## TASK DIRECTIONS
Examine the data line by line and report how many lines include the word "TrackedResource", with no additional output.

## EXERCISE INPUT
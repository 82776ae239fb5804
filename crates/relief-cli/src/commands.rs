//! Relief CLI subcommands
//!
//! Each command loads the platform configuration (file, then environment
//! overrides), builds a [`ReliefCoordinator`] and renders its result as a
//! table or as JSON.

use std::path::{Path, PathBuf};

use anyhow::{bail, Context, Result};
use clap::{Args, ValueEnum};
use colored::Colorize;
use serde::Serialize;
use tabled::{settings::Style, Table, Tabled};
use tracing::{info, warn};

use relief_core::api::{create_router, AllocateResourcesRequest, AppState, FullAnalysisRequestDto};
use relief_core::{
    AllocationReport, AllocationStatus, ImpactRequest, ImpactResult, Incident, PlatformConfig,
    ReferenceData, ReliefCoordinator, ResourceEstimate, TrackedResource, WeatherObservation,
};

/// Output format
#[derive(ValueEnum, Clone, Copy, Debug, Default, PartialEq, Eq)]
pub enum OutputFormat {
    /// Pretty table output
    #[default]
    Table,
    /// JSON output
    Json,
}

/// Weather readings shared by the prediction commands
#[derive(Args, Debug, Clone, Copy)]
pub struct WeatherArgs {
    /// Rainfall (mm)
    #[arg(long)]
    pub rainfall: f64,

    /// Wind speed (km/h)
    #[arg(long)]
    pub wind_speed: f64,

    /// Relative humidity (%)
    #[arg(long)]
    pub humidity: f64,

    /// Air temperature (°C)
    #[arg(long)]
    pub temperature: f64,
}

impl From<WeatherArgs> for WeatherObservation {
    fn from(w: WeatherArgs) -> Self {
        WeatherObservation::new(w.temperature, w.rainfall, w.humidity, w.wind_speed)
    }
}

/// Arguments for the predict command
#[derive(Args, Debug)]
pub struct PredictArgs {
    /// Place name (district or city)
    #[arg(short, long)]
    pub location: String,

    /// Disaster category key, e.g. flash_flood
    #[arg(short, long)]
    pub disaster_type: String,

    /// Affected area override (0-100); the category default when omitted
    #[arg(short, long)]
    pub area: Option<f64>,

    /// Current weather
    #[command(flatten)]
    pub weather: WeatherArgs,

    /// Output format
    #[arg(short, long, value_enum, default_value = "table")]
    pub format: OutputFormat,
}

/// Arguments for the estimate command
#[derive(Args, Debug)]
pub struct EstimateArgs {
    /// Affected population
    #[arg(short, long)]
    pub population: u64,

    /// Disaster category key
    #[arg(short, long)]
    pub disaster_type: String,

    /// Response duration in days; the configured default when omitted
    #[arg(long, value_parser = clap::value_parser!(u32).range(1..))]
    pub days: Option<u32>,

    /// Output format
    #[arg(short, long, value_enum, default_value = "table")]
    pub format: OutputFormat,
}

/// Arguments for the allocate command
#[derive(Args, Debug)]
pub struct AllocateArgs {
    /// JSON file with `available_resources` and `disasters`
    #[arg(short, long)]
    pub input: PathBuf,

    /// Output format
    #[arg(short, long, value_enum, default_value = "table")]
    pub format: OutputFormat,
}

/// Arguments for the analyze command
#[derive(Args, Debug)]
pub struct AnalyzeArgs {
    /// JSON file with `disaster_info`, `weather_data` and optional `available_resources`
    #[arg(short, long)]
    pub input: PathBuf,

    /// Output format
    #[arg(short, long, value_enum, default_value = "table")]
    pub format: OutputFormat,
}

/// Arguments for the regions command
#[derive(Args, Debug)]
pub struct RegionsArgs {
    /// Resolve this place name instead of listing every region
    #[arg(short, long)]
    pub resolve: Option<String>,

    /// Output format
    #[arg(short, long, value_enum, default_value = "table")]
    pub format: OutputFormat,
}

/// Arguments for the serve command
#[derive(Args, Debug)]
pub struct ServeArgs {
    /// Bind host (overrides config and ML_HOST)
    #[arg(long)]
    pub host: Option<String>,

    /// Bind port (overrides config and ML_PORT)
    #[arg(short, long)]
    pub port: Option<u16>,
}

// ============================================================================
// Display Structs for Tables
// ============================================================================

#[derive(Tabled, Serialize)]
struct FieldRow {
    #[tabled(rename = "Field")]
    field: String,
    #[tabled(rename = "Value")]
    value: String,
}

impl FieldRow {
    fn new(field: &str, value: impl ToString) -> Self {
        Self {
            field: field.to_string(),
            value: value.to_string(),
        }
    }
}

#[derive(Tabled, Serialize)]
struct RequirementRow {
    #[tabled(rename = "Category")]
    category: String,
    #[tabled(rename = "Priority")]
    priority: String,
    #[tabled(rename = "Multiplier")]
    multiplier: String,
    #[tabled(rename = "Details")]
    details: String,
}

#[derive(Tabled, Serialize)]
struct AllocationRow {
    #[tabled(rename = "Incident")]
    incident: String,
    #[tabled(rename = "Type")]
    disaster_type: String,
    #[tabled(rename = "Priority")]
    priority: u64,
    #[tabled(rename = "Food")]
    food: String,
    #[tabled(rename = "Rescue")]
    rescue: String,
    #[tabled(rename = "Medical")]
    medical: String,
    #[tabled(rename = "Status")]
    status: String,
}

#[derive(Tabled, Serialize)]
struct UsageRow {
    #[tabled(rename = "Resource")]
    resource: String,
    #[tabled(rename = "Available")]
    available: u64,
    #[tabled(rename = "Requested")]
    requested: u64,
    #[tabled(rename = "Allocated")]
    allocated: u64,
    #[tabled(rename = "Remaining")]
    remaining: u64,
    #[tabled(rename = "Efficiency")]
    efficiency: String,
}

#[derive(Tabled, Serialize)]
struct RegionRow {
    #[tabled(rename = "Region")]
    region: String,
    #[tabled(rename = "Population")]
    population: u64,
    #[tabled(rename = "Aliases")]
    aliases: String,
}

// ============================================================================
// Command Execution
// ============================================================================

/// Platform configuration from `path` (or defaults) with environment overrides
pub fn load_platform(path: Option<&Path>) -> Result<PlatformConfig> {
    let config = match path {
        Some(path) => PlatformConfig::from_json(path)
            .with_context(|| format!("loading config {}", path.display()))?,
        None => PlatformConfig::default(),
    };
    Ok(config.apply_env()?)
}

fn load_coordinator(path: Option<&Path>) -> Result<ReliefCoordinator> {
    let platform = load_platform(path)?;
    Ok(ReliefCoordinator::from_platform_config(&platform)?)
}

fn read_json<T: serde::de::DeserializeOwned>(path: &Path) -> Result<T> {
    let text = std::fs::read_to_string(path).with_context(|| format!("reading {}", path.display()))?;
    serde_json::from_str(&text).with_context(|| format!("parsing {}", path.display()))
}

/// Execute the predict command
pub fn execute_predict(config: Option<&Path>, args: PredictArgs) -> Result<()> {
    let coordinator = load_coordinator(config)?;
    let mut request = ImpactRequest::new(args.location, args.disaster_type, args.weather.into());
    request.affected_area_percent = args.area;

    let result = coordinator.predict_impact(&request)?;
    match args.format {
        OutputFormat::Json => println!("{}", serde_json::to_string_pretty(&result)?),
        OutputFormat::Table => print_impact(&result),
    }
    Ok(())
}

/// Execute the estimate command
pub fn execute_estimate(config: Option<&Path>, args: EstimateArgs) -> Result<()> {
    let coordinator = load_coordinator(config)?;
    let estimate = coordinator.estimate_resources(args.population, &args.disaster_type, args.days)?;
    match args.format {
        OutputFormat::Json => println!("{}", serde_json::to_string_pretty(&estimate)?),
        OutputFormat::Table => print_estimate(&estimate),
    }
    Ok(())
}

/// Validated pool and incidents from an allocation request file
pub fn allocation_inputs(request: &AllocateResourcesRequest) -> Result<(relief_core::AllocationPool, Vec<Incident>)> {
    if request.disasters.is_empty() {
        bail!("disasters must be a non-empty list");
    }
    let pool = request.available_resources.to_pool()?;
    let incidents = request
        .disasters
        .iter()
        .enumerate()
        .map(|(i, d)| d.to_incident(i))
        .collect::<std::result::Result<Vec<_>, _>>()?;
    Ok((pool, incidents))
}

/// Execute the allocate command
pub fn execute_allocate(config: Option<&Path>, args: AllocateArgs) -> Result<()> {
    let request: AllocateResourcesRequest = read_json(&args.input)?;
    let (pool, incidents) = allocation_inputs(&request)?;
    let coordinator = load_coordinator(config)?;

    let report = coordinator.allocate(&pool, &incidents);
    match args.format {
        OutputFormat::Json => println!("{}", serde_json::to_string_pretty(&report)?),
        OutputFormat::Table => print_allocation(&report),
    }
    Ok(())
}

/// Execute the analyze command
pub fn execute_analyze(config: Option<&Path>, args: AnalyzeArgs) -> Result<()> {
    let dto: FullAnalysisRequestDto = read_json(&args.input)?;
    let request = dto.to_request()?;
    let coordinator = load_coordinator(config)?;

    let analysis = coordinator.full_analysis(&request)?;
    match args.format {
        OutputFormat::Json => println!("{}", serde_json::to_string_pretty(&analysis)?),
        OutputFormat::Table => {
            print_impact(&analysis.impact);
            println!();
            print_estimate(&analysis.resources);
            if let Some(report) = &analysis.allocation {
                println!();
                print_allocation(report);
            }
        }
    }
    Ok(())
}

/// Execute the regions command
pub fn execute_regions(config: Option<&Path>, args: RegionsArgs) -> Result<()> {
    let coordinator = load_coordinator(config)?;

    if let Some(input) = args.resolve {
        let region = coordinator.resolve_location(&input)?;
        match args.format {
            OutputFormat::Json => println!("{}", serde_json::to_string_pretty(region)?),
            OutputFormat::Table => println!(
                "{} {} -> {} (population {})",
                "[OK]".green().bold(),
                input,
                region.name().bold(),
                region.population()
            ),
        }
        return Ok(());
    }

    let rows = region_rows(coordinator.reference());
    match args.format {
        OutputFormat::Json => println!("{}", serde_json::to_string_pretty(&rows)?),
        OutputFormat::Table => {
            println!("{}", "Regions".bold().cyan());
            println!("{}", Table::new(rows).with(Style::rounded()));
        }
    }
    Ok(())
}

/// Execute the serve command
pub async fn execute_serve(config: Option<&Path>, args: ServeArgs) -> Result<()> {
    let mut platform = load_platform(config)?;
    if let Some(host) = args.host {
        platform.host = host;
    }
    if let Some(port) = args.port {
        platform.port = port;
    }
    platform.validate()?;

    let coordinator = ReliefCoordinator::from_platform_config(&platform)?;
    if !coordinator.has_model() {
        warn!("Serving without a population model; prediction endpoints return 503");
    }
    let app = create_router(AppState::new(coordinator));

    let address = platform.bind_address();
    let listener = tokio::net::TcpListener::bind(&address)
        .await
        .with_context(|| format!("binding {address}"))?;
    info!(%address, "Relief API listening");

    axum::serve(listener, app)
        .with_graceful_shutdown(shutdown_signal())
        .await?;
    info!("Relief API stopped");
    Ok(())
}

async fn shutdown_signal() {
    if let Err(e) = tokio::signal::ctrl_c().await {
        warn!(error = %e, "Failed to listen for shutdown signal");
    }
}

// ============================================================================
// Rendering
// ============================================================================

fn print_impact(result: &ImpactResult) {
    println!("{}", "Impact Prediction".bold().cyan());
    let rows = vec![
        FieldRow::new("Region", &result.region),
        FieldRow::new("Disaster type", &result.disaster_type),
        FieldRow::new("Region population", result.region_population),
        FieldRow::new("Affected area (%)", format!("{:.1}", result.affected_area_percent)),
        FieldRow::new("Base affected", result.base_affected),
        FieldRow::new("Predicted affected", result.predicted_affected),
        FieldRow::new("Weather factor", format!("{:.4}", result.weather_factors.weather_factor)),
        FieldRow::new("Confidence", result.confidence),
    ];
    println!("{}", Table::new(rows).with(Style::rounded()));
}

fn requirement_rows(estimate: &ResourceEstimate) -> Vec<RequirementRow> {
    estimate
        .requirements
        .iter()
        .map(|r| RequirementRow {
            category: r.category.title().to_string(),
            priority: r.priority.instruction().to_string(),
            multiplier: format!("{:.1}x", r.multiplier),
            details: r.details.join("\n"),
        })
        .collect()
}

fn print_estimate(estimate: &ResourceEstimate) {
    println!(
        "{} {} people, {}, {} days",
        "Resource Requirements:".bold().cyan(),
        estimate.affected_population,
        estimate.disaster_type,
        estimate.duration_days
    );
    println!("{}", Table::new(requirement_rows(estimate)).with(Style::rounded()));
    println!("{} {}", "Strategy:".bold(), estimate.summary.deployment_strategy_text);
    for note in &estimate.summary.coordination_notes {
        println!("  - {note}");
    }
}

fn format_share(report: &relief_core::IncidentAllocation, resource: TrackedResource) -> String {
    match report.allocation(resource) {
        Some(a) => format!("{}/{} ({:.1}%)", a.allocated, a.requested, a.coverage_percent),
        None => "-".to_string(),
    }
}

fn format_status(status: AllocationStatus) -> String {
    match status {
        AllocationStatus::FullyAllocated => status.to_string().green().to_string(),
        AllocationStatus::PartiallyAllocated => status.to_string().yellow().to_string(),
    }
}

fn allocation_rows(report: &AllocationReport) -> Vec<AllocationRow> {
    report
        .incidents
        .iter()
        .map(|inc| AllocationRow {
            incident: inc.name.clone(),
            disaster_type: inc.disaster_type.to_string(),
            priority: inc.priority_score,
            food: format_share(inc, TrackedResource::FoodPackets),
            rescue: format_share(inc, TrackedResource::RescueTeams),
            medical: format_share(inc, TrackedResource::MedicalStaff),
            status: format_status(inc.status),
        })
        .collect()
}

fn usage_rows(report: &AllocationReport) -> Vec<UsageRow> {
    report
        .resources
        .iter()
        .map(|u| UsageRow {
            resource: u.resource.to_string(),
            available: u.available,
            requested: u.requested,
            allocated: u.allocated,
            remaining: u.remaining,
            efficiency: format!("{:.1}%", u.efficiency_percent),
        })
        .collect()
}

fn print_allocation(report: &AllocationReport) {
    println!("{}", "Allocation".bold().cyan());
    if report.has_shortage() {
        println!("{} Requests exceed available stock; shared by priority", "[SHORTAGE]".red().bold());
    }
    println!("{}", Table::new(allocation_rows(report)).with(Style::rounded()));
    println!("{}", Table::new(usage_rows(report)).with(Style::rounded()));
}

fn region_rows(reference: &ReferenceData) -> Vec<RegionRow> {
    reference
        .regions
        .regions()
        .iter()
        .map(|r| RegionRow {
            region: r.name().to_string(),
            population: r.population(),
            aliases: r.aliases().iter().cloned().collect::<Vec<_>>().join(", "),
        })
        .collect()
}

## ANSWER BELOW
5